### TASK BRIEF
Whenever a line below mentions the word "LoadEntry", that line should be copied.

### EXTRACTED RECORDS

╭──

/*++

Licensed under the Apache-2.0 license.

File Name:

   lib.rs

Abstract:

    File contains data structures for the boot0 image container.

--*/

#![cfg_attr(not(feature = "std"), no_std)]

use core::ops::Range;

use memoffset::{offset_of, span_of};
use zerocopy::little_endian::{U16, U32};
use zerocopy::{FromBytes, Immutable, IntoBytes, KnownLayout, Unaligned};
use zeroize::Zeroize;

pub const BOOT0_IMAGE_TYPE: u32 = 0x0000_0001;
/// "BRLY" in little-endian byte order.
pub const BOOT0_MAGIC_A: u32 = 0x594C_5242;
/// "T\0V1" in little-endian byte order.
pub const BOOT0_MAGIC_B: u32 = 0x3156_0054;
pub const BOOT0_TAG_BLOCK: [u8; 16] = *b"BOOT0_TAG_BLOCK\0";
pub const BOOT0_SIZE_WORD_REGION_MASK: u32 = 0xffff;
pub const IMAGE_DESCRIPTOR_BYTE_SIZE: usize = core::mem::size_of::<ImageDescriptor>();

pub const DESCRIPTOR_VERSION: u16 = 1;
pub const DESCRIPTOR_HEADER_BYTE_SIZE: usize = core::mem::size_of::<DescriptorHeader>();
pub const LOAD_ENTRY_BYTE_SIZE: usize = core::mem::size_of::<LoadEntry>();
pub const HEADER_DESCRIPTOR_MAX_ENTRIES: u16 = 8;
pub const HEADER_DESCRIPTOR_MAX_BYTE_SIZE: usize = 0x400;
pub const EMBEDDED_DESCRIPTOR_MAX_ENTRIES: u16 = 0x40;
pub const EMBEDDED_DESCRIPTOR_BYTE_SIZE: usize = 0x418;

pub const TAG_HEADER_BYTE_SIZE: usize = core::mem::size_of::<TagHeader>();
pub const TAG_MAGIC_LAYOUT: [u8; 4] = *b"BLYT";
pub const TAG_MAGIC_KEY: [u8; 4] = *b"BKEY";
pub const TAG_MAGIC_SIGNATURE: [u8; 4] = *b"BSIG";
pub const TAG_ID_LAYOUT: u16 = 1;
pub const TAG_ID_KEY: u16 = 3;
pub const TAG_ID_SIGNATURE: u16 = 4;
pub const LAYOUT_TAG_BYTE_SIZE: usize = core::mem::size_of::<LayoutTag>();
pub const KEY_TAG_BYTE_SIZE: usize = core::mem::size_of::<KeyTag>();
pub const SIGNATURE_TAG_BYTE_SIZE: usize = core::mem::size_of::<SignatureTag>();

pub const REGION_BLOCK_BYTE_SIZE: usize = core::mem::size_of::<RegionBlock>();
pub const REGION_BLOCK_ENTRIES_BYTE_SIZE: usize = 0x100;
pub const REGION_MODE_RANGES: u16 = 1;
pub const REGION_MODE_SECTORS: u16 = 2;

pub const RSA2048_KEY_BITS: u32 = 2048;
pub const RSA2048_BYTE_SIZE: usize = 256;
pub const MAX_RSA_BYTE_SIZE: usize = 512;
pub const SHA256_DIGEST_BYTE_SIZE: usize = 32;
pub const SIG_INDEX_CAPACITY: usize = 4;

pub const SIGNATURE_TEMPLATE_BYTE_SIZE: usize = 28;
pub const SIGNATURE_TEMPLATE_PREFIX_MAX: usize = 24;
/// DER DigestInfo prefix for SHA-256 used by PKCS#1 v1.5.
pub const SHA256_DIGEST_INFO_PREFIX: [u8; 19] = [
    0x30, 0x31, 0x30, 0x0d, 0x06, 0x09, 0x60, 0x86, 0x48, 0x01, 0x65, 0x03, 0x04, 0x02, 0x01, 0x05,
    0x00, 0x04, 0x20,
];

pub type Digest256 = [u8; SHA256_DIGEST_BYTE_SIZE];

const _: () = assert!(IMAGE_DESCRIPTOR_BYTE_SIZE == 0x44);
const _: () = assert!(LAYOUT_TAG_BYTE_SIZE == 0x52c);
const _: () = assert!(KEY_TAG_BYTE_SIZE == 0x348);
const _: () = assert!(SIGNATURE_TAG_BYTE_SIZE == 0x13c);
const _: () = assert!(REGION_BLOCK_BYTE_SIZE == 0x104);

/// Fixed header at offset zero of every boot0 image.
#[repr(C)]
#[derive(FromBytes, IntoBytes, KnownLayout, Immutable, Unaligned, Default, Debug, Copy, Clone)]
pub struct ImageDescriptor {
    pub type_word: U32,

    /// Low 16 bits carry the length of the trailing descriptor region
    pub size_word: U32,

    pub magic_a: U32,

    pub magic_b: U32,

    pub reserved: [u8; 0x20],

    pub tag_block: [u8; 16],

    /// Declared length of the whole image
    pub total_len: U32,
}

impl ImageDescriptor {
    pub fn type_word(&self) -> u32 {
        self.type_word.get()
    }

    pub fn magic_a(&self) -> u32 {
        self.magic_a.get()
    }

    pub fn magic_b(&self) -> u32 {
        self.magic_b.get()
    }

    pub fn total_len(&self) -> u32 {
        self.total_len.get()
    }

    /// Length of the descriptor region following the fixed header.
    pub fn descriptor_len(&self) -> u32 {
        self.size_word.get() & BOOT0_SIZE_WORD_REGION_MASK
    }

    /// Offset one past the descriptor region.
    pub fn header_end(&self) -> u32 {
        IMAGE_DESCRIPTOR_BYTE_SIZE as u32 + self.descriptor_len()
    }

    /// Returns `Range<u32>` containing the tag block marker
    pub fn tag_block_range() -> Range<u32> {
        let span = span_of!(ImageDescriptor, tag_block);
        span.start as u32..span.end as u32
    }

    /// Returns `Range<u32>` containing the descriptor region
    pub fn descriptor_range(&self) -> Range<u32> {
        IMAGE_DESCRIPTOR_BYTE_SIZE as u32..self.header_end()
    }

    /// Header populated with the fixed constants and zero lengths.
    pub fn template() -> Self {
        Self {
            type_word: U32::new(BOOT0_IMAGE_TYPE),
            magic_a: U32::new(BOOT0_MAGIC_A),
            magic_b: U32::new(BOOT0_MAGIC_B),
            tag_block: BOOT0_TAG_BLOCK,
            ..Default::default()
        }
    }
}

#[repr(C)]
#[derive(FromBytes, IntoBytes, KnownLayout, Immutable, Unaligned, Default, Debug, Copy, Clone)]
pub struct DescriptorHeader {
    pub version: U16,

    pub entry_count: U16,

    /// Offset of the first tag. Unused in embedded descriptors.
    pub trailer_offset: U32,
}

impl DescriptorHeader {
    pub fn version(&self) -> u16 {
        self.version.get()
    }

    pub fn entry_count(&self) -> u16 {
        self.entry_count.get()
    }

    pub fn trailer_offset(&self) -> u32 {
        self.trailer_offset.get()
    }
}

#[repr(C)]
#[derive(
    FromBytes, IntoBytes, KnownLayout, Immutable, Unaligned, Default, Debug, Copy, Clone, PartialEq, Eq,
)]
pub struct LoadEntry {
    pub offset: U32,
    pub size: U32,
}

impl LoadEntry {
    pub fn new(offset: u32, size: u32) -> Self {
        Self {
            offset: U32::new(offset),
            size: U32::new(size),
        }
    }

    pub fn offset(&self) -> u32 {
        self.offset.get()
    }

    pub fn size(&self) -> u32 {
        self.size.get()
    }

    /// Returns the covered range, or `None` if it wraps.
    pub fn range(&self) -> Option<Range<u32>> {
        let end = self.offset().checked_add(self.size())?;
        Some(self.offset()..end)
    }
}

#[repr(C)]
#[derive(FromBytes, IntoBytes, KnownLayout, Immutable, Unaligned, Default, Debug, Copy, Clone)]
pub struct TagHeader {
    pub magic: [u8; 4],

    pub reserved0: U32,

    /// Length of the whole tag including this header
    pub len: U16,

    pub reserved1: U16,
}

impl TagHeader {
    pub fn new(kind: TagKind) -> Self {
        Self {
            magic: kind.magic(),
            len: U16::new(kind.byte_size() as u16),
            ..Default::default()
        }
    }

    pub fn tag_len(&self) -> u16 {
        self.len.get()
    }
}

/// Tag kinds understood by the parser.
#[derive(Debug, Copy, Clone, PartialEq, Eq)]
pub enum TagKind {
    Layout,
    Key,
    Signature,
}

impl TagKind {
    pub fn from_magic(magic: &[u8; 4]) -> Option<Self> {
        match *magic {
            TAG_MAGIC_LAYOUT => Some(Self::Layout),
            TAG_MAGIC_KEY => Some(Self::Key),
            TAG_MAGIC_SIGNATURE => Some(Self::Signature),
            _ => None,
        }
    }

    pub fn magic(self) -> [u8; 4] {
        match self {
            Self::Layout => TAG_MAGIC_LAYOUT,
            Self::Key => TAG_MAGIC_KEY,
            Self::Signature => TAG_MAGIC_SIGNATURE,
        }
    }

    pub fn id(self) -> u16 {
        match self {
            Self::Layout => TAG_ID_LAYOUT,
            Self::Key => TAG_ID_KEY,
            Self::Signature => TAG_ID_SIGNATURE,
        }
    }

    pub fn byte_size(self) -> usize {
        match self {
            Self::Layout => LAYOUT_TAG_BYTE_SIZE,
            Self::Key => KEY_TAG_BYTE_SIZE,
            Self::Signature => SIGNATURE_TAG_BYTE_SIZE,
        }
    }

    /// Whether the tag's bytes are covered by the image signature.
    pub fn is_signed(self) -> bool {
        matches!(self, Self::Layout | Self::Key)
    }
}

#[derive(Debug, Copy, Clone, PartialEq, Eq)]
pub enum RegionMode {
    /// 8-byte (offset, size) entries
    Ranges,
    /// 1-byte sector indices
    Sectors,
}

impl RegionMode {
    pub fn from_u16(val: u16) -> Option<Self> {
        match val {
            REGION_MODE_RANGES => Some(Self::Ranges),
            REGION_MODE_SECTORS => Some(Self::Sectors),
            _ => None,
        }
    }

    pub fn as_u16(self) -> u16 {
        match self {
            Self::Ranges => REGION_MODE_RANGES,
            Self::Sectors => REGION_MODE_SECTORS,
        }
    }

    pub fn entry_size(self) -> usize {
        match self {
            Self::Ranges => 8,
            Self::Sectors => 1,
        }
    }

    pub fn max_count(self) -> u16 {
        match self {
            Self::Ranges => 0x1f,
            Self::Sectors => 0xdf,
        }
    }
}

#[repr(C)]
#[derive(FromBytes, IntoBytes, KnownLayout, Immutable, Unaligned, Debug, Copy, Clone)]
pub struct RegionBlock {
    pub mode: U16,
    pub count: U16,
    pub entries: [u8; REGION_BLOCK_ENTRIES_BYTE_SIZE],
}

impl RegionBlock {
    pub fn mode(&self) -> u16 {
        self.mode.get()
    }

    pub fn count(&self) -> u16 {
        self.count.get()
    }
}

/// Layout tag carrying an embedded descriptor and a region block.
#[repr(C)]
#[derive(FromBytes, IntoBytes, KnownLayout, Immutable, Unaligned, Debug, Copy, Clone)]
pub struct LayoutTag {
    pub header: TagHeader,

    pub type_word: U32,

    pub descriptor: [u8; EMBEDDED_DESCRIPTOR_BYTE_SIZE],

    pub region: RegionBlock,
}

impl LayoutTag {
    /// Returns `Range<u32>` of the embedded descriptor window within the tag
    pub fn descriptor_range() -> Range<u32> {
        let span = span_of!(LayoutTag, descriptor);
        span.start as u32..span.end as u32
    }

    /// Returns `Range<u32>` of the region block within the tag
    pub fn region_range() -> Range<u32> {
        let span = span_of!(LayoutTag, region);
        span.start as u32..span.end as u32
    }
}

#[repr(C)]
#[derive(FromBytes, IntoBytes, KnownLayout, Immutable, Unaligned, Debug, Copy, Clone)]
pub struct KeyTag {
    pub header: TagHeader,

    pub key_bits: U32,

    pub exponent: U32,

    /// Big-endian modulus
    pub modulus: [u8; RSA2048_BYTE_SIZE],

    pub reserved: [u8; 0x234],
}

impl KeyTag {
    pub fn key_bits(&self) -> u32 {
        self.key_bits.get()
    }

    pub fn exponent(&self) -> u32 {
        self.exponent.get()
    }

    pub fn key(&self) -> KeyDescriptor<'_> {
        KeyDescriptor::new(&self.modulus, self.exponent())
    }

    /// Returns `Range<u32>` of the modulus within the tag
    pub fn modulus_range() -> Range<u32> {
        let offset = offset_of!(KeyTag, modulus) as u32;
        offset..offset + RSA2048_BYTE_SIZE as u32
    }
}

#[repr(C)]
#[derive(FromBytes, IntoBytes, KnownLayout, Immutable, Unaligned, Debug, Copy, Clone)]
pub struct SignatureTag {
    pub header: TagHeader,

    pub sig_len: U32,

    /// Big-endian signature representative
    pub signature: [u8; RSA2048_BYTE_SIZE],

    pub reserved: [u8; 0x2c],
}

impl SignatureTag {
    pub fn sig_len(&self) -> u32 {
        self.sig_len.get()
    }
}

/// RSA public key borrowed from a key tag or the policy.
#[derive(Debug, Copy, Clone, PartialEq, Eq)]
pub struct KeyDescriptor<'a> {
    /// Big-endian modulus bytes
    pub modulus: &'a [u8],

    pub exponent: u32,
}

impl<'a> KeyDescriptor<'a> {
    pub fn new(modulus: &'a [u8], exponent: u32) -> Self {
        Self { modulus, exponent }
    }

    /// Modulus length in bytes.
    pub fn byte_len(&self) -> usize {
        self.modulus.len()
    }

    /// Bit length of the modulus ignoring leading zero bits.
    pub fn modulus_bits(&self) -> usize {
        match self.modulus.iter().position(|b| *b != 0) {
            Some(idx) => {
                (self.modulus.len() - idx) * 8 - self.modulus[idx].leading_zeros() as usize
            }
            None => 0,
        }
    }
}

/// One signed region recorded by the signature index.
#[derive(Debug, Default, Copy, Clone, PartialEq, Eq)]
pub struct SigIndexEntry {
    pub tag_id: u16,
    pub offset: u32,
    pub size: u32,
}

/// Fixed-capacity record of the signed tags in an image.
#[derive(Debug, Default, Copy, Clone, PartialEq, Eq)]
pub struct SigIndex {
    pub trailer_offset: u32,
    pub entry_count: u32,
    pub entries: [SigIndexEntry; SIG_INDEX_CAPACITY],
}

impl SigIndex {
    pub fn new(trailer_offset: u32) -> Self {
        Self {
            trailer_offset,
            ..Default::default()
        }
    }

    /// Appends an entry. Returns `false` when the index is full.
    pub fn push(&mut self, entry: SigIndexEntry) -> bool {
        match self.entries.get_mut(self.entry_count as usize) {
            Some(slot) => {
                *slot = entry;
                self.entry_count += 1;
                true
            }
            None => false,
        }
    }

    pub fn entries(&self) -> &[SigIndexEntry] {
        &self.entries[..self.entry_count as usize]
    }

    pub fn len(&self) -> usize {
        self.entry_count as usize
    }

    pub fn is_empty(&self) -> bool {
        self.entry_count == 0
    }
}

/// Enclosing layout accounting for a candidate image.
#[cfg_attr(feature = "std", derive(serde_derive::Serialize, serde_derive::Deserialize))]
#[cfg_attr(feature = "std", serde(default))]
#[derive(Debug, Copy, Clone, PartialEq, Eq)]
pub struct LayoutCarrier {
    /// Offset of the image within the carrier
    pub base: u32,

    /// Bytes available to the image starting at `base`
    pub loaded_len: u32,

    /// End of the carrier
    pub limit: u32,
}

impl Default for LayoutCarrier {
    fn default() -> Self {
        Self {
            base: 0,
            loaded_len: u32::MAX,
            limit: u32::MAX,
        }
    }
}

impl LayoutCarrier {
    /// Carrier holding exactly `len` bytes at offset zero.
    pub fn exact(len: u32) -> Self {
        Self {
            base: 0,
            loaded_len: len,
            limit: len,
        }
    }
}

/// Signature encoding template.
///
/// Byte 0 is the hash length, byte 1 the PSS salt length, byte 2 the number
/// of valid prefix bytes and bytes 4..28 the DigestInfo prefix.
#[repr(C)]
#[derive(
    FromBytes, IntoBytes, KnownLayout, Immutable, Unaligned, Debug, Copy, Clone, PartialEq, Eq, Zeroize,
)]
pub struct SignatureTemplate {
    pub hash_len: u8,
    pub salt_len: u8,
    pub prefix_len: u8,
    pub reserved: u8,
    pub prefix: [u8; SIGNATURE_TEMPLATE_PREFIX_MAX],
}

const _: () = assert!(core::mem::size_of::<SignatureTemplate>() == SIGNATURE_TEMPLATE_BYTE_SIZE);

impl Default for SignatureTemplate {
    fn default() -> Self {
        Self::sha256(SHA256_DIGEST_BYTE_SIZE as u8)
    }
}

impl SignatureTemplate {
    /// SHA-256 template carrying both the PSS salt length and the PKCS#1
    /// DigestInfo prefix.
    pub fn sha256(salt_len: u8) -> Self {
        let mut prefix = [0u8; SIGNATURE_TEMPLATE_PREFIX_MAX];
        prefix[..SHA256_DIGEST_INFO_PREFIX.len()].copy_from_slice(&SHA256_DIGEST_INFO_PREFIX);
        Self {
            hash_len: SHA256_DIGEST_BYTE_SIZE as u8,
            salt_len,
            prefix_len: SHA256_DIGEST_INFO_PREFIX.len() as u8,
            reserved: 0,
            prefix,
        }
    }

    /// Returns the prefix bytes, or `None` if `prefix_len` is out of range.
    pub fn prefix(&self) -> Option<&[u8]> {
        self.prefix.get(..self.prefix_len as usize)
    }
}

╰──

### WRITTEN ANSWER
pub const LOAD_ENTRY_BYTE_SIZE: usize = core::mem::size_of::<LoadEntry>();
pub struct LoadEntry {
impl LoadEntry {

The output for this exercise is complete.